**Data for the task:**
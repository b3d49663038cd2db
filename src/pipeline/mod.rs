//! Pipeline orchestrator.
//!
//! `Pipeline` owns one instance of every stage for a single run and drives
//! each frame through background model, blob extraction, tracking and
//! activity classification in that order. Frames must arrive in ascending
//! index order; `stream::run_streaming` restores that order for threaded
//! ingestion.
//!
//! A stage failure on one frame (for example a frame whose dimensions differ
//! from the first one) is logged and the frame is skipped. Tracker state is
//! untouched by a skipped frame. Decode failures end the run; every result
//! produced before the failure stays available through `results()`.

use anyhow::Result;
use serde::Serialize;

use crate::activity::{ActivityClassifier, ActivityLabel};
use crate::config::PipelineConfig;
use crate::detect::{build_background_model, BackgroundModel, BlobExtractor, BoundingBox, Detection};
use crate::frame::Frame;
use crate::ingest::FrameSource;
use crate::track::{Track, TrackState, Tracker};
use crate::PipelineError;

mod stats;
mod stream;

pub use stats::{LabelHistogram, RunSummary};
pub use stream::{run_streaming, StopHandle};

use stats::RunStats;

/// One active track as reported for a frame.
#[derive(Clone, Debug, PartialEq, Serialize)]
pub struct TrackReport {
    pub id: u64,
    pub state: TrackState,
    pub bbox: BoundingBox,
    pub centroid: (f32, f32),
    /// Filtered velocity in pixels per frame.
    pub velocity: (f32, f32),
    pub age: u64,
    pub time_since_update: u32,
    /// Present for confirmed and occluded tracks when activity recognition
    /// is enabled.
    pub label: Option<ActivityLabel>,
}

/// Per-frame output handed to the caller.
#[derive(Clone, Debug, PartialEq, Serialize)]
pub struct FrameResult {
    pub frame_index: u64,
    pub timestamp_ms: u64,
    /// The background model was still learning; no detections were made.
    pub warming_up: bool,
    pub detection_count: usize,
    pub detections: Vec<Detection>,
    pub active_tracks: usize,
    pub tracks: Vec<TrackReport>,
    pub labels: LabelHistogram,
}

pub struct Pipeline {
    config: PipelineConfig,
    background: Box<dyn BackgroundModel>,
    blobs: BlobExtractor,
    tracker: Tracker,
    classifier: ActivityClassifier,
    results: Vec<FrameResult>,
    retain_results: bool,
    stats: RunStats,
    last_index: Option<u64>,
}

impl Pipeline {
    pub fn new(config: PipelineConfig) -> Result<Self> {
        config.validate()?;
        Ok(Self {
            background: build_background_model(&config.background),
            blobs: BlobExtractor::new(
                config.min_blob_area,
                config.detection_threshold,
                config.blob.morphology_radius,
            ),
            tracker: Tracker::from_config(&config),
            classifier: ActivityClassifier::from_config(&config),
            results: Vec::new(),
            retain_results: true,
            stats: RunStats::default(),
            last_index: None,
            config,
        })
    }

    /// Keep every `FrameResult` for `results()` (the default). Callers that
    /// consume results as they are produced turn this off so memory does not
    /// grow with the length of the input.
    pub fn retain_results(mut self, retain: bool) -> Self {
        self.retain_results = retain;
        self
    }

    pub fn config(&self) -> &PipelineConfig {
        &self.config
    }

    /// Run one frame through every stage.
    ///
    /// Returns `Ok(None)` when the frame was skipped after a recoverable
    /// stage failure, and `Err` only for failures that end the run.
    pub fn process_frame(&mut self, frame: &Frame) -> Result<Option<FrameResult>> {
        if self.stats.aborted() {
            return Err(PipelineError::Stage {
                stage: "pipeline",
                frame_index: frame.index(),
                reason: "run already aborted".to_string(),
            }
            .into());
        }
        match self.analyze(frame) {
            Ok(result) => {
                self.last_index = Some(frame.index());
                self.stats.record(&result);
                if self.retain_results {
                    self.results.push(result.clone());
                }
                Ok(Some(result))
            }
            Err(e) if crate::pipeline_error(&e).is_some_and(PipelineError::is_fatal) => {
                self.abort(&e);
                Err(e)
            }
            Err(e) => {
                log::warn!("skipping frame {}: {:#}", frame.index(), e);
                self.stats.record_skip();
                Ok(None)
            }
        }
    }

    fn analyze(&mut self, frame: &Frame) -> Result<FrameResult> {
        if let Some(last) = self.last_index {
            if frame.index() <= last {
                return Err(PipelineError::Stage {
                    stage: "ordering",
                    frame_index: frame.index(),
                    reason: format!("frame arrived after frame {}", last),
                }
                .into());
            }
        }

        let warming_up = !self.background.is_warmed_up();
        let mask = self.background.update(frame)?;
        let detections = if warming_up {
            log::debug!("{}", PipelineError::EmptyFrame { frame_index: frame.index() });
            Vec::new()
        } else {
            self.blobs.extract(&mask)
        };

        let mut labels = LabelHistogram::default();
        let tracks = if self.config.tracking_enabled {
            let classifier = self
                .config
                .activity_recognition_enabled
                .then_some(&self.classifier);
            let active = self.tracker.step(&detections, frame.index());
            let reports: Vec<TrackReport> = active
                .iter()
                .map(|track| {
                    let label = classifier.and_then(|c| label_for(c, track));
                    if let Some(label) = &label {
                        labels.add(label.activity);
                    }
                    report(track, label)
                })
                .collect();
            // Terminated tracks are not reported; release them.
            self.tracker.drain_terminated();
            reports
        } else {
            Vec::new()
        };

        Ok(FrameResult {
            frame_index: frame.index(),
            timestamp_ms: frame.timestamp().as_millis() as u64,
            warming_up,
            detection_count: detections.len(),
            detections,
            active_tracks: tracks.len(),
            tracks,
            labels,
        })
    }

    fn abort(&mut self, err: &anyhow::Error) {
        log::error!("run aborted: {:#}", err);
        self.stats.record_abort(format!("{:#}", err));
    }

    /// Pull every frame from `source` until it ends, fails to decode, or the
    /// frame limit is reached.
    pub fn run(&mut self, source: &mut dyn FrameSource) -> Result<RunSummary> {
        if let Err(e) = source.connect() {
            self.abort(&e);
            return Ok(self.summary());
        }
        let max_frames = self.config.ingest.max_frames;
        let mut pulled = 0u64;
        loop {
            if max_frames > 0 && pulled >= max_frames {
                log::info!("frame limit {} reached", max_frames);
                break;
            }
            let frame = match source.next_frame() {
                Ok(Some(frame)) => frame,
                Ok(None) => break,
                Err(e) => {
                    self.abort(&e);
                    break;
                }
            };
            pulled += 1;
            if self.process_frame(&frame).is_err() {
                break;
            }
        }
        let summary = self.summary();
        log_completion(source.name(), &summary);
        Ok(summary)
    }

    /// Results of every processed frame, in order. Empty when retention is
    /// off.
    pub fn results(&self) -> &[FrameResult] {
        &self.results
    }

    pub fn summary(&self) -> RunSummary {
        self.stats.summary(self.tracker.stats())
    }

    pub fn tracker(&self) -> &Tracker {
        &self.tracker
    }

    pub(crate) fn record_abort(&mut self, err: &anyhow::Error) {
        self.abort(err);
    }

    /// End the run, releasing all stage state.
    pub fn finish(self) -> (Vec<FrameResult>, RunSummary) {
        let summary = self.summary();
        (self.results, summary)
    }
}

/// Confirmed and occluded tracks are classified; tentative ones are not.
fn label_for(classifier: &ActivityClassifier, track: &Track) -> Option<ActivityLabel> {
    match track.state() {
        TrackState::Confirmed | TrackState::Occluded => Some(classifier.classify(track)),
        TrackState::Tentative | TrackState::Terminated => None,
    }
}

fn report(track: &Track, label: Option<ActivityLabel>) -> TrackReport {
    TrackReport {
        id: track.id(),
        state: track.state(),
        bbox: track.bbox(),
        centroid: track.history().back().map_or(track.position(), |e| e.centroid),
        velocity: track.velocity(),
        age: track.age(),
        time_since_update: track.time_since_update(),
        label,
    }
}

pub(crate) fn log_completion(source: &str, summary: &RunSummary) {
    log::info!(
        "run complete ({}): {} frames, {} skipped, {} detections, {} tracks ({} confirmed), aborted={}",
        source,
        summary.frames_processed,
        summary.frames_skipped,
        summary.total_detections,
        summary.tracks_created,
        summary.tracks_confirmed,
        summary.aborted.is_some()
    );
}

---

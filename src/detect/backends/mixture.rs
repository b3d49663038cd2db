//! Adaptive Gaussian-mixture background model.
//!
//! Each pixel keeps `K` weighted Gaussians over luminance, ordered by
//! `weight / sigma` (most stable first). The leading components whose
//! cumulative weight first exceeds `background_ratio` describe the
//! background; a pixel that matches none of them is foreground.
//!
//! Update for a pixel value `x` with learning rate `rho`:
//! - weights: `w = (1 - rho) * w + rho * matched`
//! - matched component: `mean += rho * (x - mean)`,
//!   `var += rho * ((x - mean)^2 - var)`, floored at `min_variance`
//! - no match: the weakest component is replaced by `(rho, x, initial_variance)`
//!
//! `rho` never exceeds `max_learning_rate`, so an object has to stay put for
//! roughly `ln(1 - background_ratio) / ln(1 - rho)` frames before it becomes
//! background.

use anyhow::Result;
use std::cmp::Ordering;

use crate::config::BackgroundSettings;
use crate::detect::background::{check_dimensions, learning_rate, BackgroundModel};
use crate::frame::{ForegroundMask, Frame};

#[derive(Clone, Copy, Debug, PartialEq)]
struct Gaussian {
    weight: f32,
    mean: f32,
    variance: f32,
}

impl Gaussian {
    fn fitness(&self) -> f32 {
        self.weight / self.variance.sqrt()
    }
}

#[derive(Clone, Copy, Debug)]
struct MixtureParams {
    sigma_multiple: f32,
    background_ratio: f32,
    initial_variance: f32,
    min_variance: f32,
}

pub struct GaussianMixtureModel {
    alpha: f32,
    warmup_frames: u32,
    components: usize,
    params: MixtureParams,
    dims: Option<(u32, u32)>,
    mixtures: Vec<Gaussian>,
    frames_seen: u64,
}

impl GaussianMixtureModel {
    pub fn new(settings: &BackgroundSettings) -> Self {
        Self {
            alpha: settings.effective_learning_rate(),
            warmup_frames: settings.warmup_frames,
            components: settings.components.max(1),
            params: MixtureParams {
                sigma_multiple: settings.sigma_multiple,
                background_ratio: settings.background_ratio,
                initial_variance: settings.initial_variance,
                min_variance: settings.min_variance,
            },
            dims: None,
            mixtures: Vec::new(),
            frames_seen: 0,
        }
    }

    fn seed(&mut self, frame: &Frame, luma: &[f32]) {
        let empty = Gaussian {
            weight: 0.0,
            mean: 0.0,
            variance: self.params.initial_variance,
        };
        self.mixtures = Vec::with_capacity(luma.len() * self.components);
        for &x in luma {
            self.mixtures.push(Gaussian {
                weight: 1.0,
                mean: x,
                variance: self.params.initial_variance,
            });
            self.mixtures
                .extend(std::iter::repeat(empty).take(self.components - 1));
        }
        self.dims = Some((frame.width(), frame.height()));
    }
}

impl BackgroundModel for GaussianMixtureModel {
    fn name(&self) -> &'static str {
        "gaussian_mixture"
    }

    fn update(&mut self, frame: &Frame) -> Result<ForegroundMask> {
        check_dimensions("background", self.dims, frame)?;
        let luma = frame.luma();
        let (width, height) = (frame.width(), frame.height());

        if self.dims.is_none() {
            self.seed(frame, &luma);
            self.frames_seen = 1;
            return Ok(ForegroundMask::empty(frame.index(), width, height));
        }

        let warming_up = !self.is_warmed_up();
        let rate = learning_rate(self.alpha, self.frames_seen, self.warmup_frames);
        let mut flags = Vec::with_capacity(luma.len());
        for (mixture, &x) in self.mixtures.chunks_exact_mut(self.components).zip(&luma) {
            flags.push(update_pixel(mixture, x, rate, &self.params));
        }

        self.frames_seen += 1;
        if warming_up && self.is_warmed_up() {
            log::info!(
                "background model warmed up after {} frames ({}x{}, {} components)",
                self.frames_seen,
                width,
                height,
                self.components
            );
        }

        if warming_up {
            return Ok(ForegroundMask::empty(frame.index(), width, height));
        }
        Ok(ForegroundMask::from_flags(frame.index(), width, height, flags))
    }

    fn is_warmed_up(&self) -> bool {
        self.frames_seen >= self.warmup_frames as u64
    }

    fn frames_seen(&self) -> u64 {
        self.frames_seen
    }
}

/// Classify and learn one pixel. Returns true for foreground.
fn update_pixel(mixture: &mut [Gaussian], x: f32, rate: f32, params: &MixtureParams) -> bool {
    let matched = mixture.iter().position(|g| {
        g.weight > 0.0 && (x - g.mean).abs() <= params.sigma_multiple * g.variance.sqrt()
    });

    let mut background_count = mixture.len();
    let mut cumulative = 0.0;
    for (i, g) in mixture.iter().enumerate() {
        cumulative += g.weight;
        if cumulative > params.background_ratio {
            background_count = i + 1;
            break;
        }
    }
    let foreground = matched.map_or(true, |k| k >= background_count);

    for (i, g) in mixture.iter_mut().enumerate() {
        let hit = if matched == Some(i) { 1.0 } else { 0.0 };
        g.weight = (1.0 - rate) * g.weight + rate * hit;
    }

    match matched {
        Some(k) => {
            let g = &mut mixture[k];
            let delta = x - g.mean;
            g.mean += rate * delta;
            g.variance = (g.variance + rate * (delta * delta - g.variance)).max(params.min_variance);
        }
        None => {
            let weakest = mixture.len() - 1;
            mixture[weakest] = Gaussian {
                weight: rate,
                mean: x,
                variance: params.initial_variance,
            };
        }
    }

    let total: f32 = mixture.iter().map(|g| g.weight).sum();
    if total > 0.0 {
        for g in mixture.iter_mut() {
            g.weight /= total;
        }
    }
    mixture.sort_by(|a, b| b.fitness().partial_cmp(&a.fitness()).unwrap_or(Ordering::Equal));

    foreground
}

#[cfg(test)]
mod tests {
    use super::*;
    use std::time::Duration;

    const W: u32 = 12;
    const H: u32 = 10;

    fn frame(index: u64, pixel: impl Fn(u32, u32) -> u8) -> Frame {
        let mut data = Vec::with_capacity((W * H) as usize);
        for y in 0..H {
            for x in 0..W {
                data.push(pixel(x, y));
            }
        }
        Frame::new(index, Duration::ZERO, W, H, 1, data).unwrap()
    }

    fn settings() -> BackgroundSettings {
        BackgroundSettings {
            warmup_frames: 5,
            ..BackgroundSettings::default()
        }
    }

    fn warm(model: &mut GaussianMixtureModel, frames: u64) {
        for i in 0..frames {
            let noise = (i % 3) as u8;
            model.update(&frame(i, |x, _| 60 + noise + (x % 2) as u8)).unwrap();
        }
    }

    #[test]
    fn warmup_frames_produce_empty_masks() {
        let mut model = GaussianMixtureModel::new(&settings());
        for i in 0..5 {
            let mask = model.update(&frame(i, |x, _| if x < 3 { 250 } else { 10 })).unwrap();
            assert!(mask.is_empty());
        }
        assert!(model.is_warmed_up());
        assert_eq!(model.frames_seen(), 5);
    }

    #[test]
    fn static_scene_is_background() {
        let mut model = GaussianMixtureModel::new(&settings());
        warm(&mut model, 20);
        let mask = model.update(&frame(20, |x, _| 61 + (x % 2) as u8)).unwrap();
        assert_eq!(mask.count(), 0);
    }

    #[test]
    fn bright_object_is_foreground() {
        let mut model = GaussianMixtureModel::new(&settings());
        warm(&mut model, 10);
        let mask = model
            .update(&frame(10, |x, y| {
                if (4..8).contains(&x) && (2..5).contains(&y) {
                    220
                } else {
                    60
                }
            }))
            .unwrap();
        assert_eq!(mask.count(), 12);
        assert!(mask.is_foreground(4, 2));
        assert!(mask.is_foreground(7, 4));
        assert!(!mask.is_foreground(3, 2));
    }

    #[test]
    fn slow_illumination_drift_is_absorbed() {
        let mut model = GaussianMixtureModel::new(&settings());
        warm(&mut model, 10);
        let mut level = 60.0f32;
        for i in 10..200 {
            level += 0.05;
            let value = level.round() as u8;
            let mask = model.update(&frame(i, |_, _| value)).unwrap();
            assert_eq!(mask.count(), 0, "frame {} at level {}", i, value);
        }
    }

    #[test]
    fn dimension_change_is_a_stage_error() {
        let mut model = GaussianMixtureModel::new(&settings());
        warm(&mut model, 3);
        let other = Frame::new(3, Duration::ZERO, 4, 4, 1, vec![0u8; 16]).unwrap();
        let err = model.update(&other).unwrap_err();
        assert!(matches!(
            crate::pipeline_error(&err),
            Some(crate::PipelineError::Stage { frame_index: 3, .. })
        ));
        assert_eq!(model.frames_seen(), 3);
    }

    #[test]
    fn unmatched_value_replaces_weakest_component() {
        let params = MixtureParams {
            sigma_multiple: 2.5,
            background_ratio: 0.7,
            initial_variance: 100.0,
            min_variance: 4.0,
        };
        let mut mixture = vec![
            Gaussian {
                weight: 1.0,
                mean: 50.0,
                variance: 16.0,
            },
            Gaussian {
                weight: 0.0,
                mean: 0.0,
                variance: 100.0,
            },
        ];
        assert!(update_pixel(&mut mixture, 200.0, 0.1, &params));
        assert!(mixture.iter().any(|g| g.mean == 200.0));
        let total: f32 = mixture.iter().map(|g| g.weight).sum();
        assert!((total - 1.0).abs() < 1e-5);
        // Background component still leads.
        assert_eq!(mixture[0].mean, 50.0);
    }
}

**Description of the task:** If a line in the listing contains the string "them", count it; then give only the number of such lines.

**Answer box:** 2